_TASK DATA_:

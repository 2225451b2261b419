//! Spied clients: forward every call and report it to the delegate.
//!
//! # Example
//!
//! ```rust,ignore
//! use sqlspy::{GenericClient, SpyConfig, SpyContext};
//! use tokio_postgres::NoTls;
//!
//! let ctx = SpyContext::from_config(SpyConfig::from_env()?);
//! let client = ctx
//!     .connect(async {
//!         let (client, connection) = tokio_postgres::connect(url, NoTls).await?;
//!         tokio::spawn(connection);
//!         Ok::<_, tokio_postgres::Error>(client)
//!     })
//!     .await?;
//!
//! // Logged on `sqlspy.sqlonly` / `sqlspy.sqltiming` as
//! // `select * from users where id = 7`.
//! let rows = client.query("select * from users where id = $1", &[&7_i64]).await?;
//! ```

use crate::channel::{LogSink, TracingSink};
use crate::client::GenericClient;
use crate::config::SpyConfig;
use crate::delegate::{ChannelDelegate, SpyLogDelegate};
use crate::error::SpyResult;
use crate::event::{ClassType, SpyId};
use crate::registry::ConnectionRegistry;
use crate::table::ResultSetCollector;
use crate::value::{DefaultDialect, Dialect, SqlValue, dump_sql};
use std::error::Error;
use std::future::Future;
use std::sync::Arc;
use std::time::Instant;
use tokio_postgres::Row;
use tokio_postgres::types::ToSql;

#[cfg(test)]
mod tests;

/// Everything a spied client needs, shared by all of them.
#[derive(Clone)]
pub struct SpyContext {
    delegate: Arc<dyn SpyLogDelegate>,
    registry: Arc<ConnectionRegistry>,
    dialect: Arc<dyn Dialect>,
}

impl SpyContext {
    pub fn new(
        delegate: Arc<dyn SpyLogDelegate>,
        registry: Arc<ConnectionRegistry>,
        dialect: Arc<dyn Dialect>,
    ) -> Self {
        Self {
            delegate,
            registry,
            dialect,
        }
    }

    /// A context logging through `tracing` with the default dialect.
    pub fn from_config(config: SpyConfig) -> Self {
        Self::with_sink(config, TracingSink)
    }

    /// A context writing to `sink` with the default dialect.
    pub fn with_sink<S: LogSink + 'static>(config: SpyConfig, sink: S) -> Self {
        let registry = Arc::new(ConnectionRegistry::new());
        let dialect = Arc::new(DefaultDialect::new(config.boolean_as_true_false));
        let delegate = ChannelDelegate::new(config, sink, Arc::clone(&registry));
        Self::new(Arc::new(delegate), registry, dialect)
    }

    /// Use `dialect` to render parameters.
    pub fn with_dialect(mut self, dialect: impl Dialect + 'static) -> Self {
        self.dialect = Arc::new(dialect);
        self
    }

    pub fn delegate(&self) -> &Arc<dyn SpyLogDelegate> {
        &self.delegate
    }

    pub fn registry(&self) -> &Arc<ConnectionRegistry> {
        &self.registry
    }

    pub fn dialect(&self) -> &dyn Dialect {
        self.dialect.as_ref()
    }

    /// Await `connect` and wrap the client it yields.
    ///
    /// A failure is reported against the data source and returned as is.
    /// When no spy channel is enabled the client is wrapped in pass-through
    /// mode: no number is issued and nothing is reported.
    pub async fn connect<C, E, F>(&self, connect: F) -> Result<SpyClient<C>, E>
    where
        C: GenericClient,
        E: Error + 'static,
        F: Future<Output = Result<C, E>>,
    {
        let started = Instant::now();
        match connect.await {
            Ok(client) => Ok(self.open(client, Some(elapsed_ms(started)))),
            Err(err) => {
                self.delegate.exception_occurred(
                    SpyId::data_source(),
                    "connect()",
                    &err,
                    None,
                    Some(elapsed_ms(started)),
                );
                Err(err)
            }
        }
    }

    /// Wrap a client that is already connected.
    pub fn wrap<C: GenericClient>(&self, client: C) -> SpyClient<C> {
        self.open(client, None)
    }

    /// Spy on `client` as part of connection `number` without owning it.
    ///
    /// Meant for transactions and other resources borrowed from a spied
    /// connection: they report under its number, and dropping them neither
    /// closes the connection nor reports it closed.
    pub fn attach<C: GenericClient>(&self, number: Option<u64>, client: C) -> SpyClient<C> {
        SpyClient {
            inner: client,
            ctx: self.clone(),
            number,
            owns_connection: false,
        }
    }

    fn open<C: GenericClient>(&self, client: C, exec_time_ms: Option<u64>) -> SpyClient<C> {
        if !self.delegate.is_logging_enabled() {
            return self.attach(None, client);
        }

        let number = self.registry.issue_number();
        self.registry.mark_open(number);
        let spy = SpyId::new(ClassType::Connection, Some(number));
        self.delegate
            .constructor_returned(spy, std::any::type_name::<C>());
        self.delegate.connection_opened(spy, exec_time_ms);

        SpyClient {
            inner: client,
            ctx: self.clone(),
            number: Some(number),
            owns_connection: true,
        }
    }
}

impl std::fmt::Debug for SpyContext {
    fn fmt(&self, f: &mut std::fmt::Formatter<'_>) -> std::fmt::Result {
        f.debug_struct("SpyContext")
            .field("registry", &self.registry)
            .finish_non_exhaustive()
    }
}

fn elapsed_ms(started: Instant) -> u64 {
    u64::try_from(started.elapsed().as_millis()).unwrap_or(u64::MAX)
}

/// One intercepted statement.
struct Call {
    method: &'static str,
    class_type: ClassType,
    sql: String,
}

/// A client whose every call is reported to the delegate.
///
/// Implements [`GenericClient`] itself, so it can be passed wherever the
/// wrapped client could.
pub struct SpyClient<C> {
    inner: C,
    ctx: SpyContext,
    number: Option<u64>,
    owns_connection: bool,
}

impl<C> SpyClient<C> {
    /// The connection number, `None` in pass-through mode.
    pub fn connection_number(&self) -> Option<u64> {
        self.number
    }

    /// Whether calls on this client are reported.
    pub fn is_spied(&self) -> bool {
        self.number.is_some()
    }

    pub fn inner(&self) -> &C {
        &self.inner
    }

    pub fn inner_mut(&mut self) -> &mut C {
        &mut self.inner
    }

    pub fn context(&self) -> &SpyContext {
        &self.ctx
    }

    /// Close the connection and report it closed.
    pub fn close(mut self) {
        self.finish(false);
    }

    /// Drop the connection and report it aborted.
    pub fn abort(mut self) {
        self.finish(true);
    }

    fn finish(&mut self, aborted: bool) {
        if !std::mem::take(&mut self.owns_connection) {
            return;
        }
        let Some(number) = self.number else {
            return;
        };
        let spy = SpyId::new(ClassType::Connection, Some(number));
        if aborted {
            self.ctx.registry.mark_aborted(number);
            self.ctx.delegate.connection_aborted(spy, None);
        } else {
            self.ctx.registry.mark_closed(number);
            self.ctx.delegate.connection_closed(spy, None);
        }
    }

    fn spy(&self, class_type: ClassType) -> Option<SpyId> {
        self.number.map(|n| SpyId::new(class_type, Some(n)))
    }

    fn statement(&self, method: &'static str, sql: &str, params: &[&(dyn ToSql + Sync)]) -> Call {
        let dialect = self.ctx.dialect();
        let formatted: Vec<String> = params.iter().map(|p| dialect.format_opaque(*p)).collect();
        Call {
            method,
            class_type: class_type_for(params.len()),
            sql: dump_sql(sql, &formatted),
        }
    }

    fn statement_with_values(&self, method: &'static str, sql: &str, values: &[SqlValue]) -> Call {
        let dialect = self.ctx.dialect();
        let formatted: Vec<String> = values.iter().map(|v| dialect.format_parameter(v)).collect();
        Call {
            method,
            class_type: class_type_for(values.len()),
            sql: dump_sql(sql, &formatted),
        }
    }

    /// Report `call` around `fut`: the SQL before, then timing and return
    /// value, or the failure.
    async fn observe<T, Fut, D>(&self, call: Option<Call>, fut: Fut, describe: D) -> SpyResult<T>
    where
        Fut: Future<Output = SpyResult<T>>,
        D: FnOnce(&T) -> String,
    {
        let Some(call) = call else {
            return fut.await;
        };
        let Some(spy) = self.spy(call.class_type) else {
            return fut.await;
        };

        let delegate = &self.ctx.delegate;
        delegate.sql_occurred(spy, call.method, &call.sql);

        let started = Instant::now();
        let result = fut.await;
        let elapsed = elapsed_ms(started);

        match &result {
            Ok(value) => {
                delegate.sql_timing_occurred(spy, elapsed, call.method, &call.sql);
                delegate.method_returned(spy, call.method, &describe(value));
            }
            Err(err) => {
                delegate.exception_occurred(spy, call.method, err, Some(&call.sql), Some(elapsed));
            }
        }
        result
    }

    /// Render returned rows on the result-set table channel.
    ///
    /// Column names are read from the rows, so an empty result renders no table.
    fn collect(&self, rows: &[Row]) {
        if self.number.is_none() || rows.is_empty() {
            return;
        }
        let delegate = &self.ctx.delegate;
        if !delegate.is_result_set_collection_enabled() {
            return;
        }
        let mut collector = ResultSetCollector::from_rows(rows);
        delegate.result_set_collected(&mut collector);
    }
}

impl<C: GenericClient> SpyClient<C> {
    /// Like [`GenericClient::query`], with parameters dumped as SQL literals.
    pub async fn query_values(&self, sql: &str, values: &[SqlValue]) -> SpyResult<Vec<Row>> {
        let call = self.is_spied().then(|| self.statement_with_values("query", sql, values));
        let params: Vec<&(dyn ToSql + Sync)> =
            values.iter().map(|v| v as &(dyn ToSql + Sync)).collect();
        let rows = self
            .observe(call, self.inner.query(sql, &params), |rows| format!("{} rows", rows.len()))
            .await?;
        self.collect(&rows);
        Ok(rows)
    }

    /// Like [`GenericClient::execute`], with parameters dumped as SQL literals.
    pub async fn execute_values(&self, sql: &str, values: &[SqlValue]) -> SpyResult<u64> {
        let call = self.is_spied().then(|| self.statement_with_values("execute", sql, values));
        let params: Vec<&(dyn ToSql + Sync)> =
            values.iter().map(|v| v as &(dyn ToSql + Sync)).collect();
        self.observe(call, self.inner.execute(sql, &params), u64::to_string)
            .await
    }
}

fn class_type_for(param_count: usize) -> ClassType {
    if param_count == 0 {
        ClassType::Statement
    } else {
        ClassType::PreparedStatement
    }
}

impl<C: GenericClient> GenericClient for SpyClient<C> {
    async fn query(&self, sql: &str, params: &[&(dyn ToSql + Sync)]) -> SpyResult<Vec<Row>> {
        let call = self.is_spied().then(|| self.statement("query", sql, params));
        let rows = self
            .observe(call, self.inner.query(sql, params), |rows| format!("{} rows", rows.len()))
            .await?;
        self.collect(&rows);
        Ok(rows)
    }

    async fn query_one(&self, sql: &str, params: &[&(dyn ToSql + Sync)]) -> SpyResult<Row> {
        let call = self.is_spied().then(|| self.statement("query_one", sql, params));
        let row = self
            .observe(call, self.inner.query_one(sql, params), |_| "1 row".to_string())
            .await?;
        self.collect(std::slice::from_ref(&row));
        Ok(row)
    }

    async fn query_opt(&self, sql: &str, params: &[&(dyn ToSql + Sync)]) -> SpyResult<Option<Row>> {
        let call = self.is_spied().then(|| self.statement("query_opt", sql, params));
        let row = self
            .observe(call, self.inner.query_opt(sql, params), |row| {
                if row.is_some() { "1 row" } else { "no row" }.to_string()
            })
            .await?;
        if let Some(row) = &row {
            self.collect(std::slice::from_ref(row));
        }
        Ok(row)
    }

    async fn execute(&self, sql: &str, params: &[&(dyn ToSql + Sync)]) -> SpyResult<u64> {
        let call = self.is_spied().then(|| self.statement("execute", sql, params));
        self.observe(call, self.inner.execute(sql, params), u64::to_string)
            .await
    }

    async fn batch_execute(&self, sql: &str) -> SpyResult<()> {
        let call = self.is_spied().then(|| self.statement("batch_execute", sql, &[]));
        self.observe(call, self.inner.batch_execute(sql), |_| "()".to_string())
            .await
    }

    fn cancel_token(&self) -> Option<tokio_postgres::CancelToken> {
        self.inner.cancel_token()
    }
}

impl<C> Drop for SpyClient<C> {
    fn drop(&mut self) {
        self.finish(false);
    }
}

impl<C: std::fmt::Debug> std::fmt::Debug for SpyClient<C> {
    fn fmt(&self, f: &mut std::fmt::Formatter<'_>) -> std::fmt::Result {
        f.debug_struct("SpyClient")
            .field("inner", &self.inner)
            .field("number", &self.number)
            .finish_non_exhaustive()
    }
}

_TASK_: In the listing above, locate the line containing "without owning it." and the line containing "C, exec_time_ms: Option<u64>)", then transcribe both and every line between them verbatim.

_TASK SOLUTION_:
    /// Spy on `client` as part of connection `number` without owning it.
    ///
    /// Meant for transactions and other resources borrowed from a spied
    /// connection: they report under its number, and dropping them neither
    /// closes the connection nor reports it closed.
    pub fn attach<C: GenericClient>(&self, number: Option<u64>, client: C) -> SpyClient<C> {
        SpyClient {
            inner: client,
            ctx: self.clone(),
            number,
            owns_connection: false,
        }
    }

    fn open<C: GenericClient>(&self, client: C, exec_time_ms: Option<u64>) -> SpyClient<C> {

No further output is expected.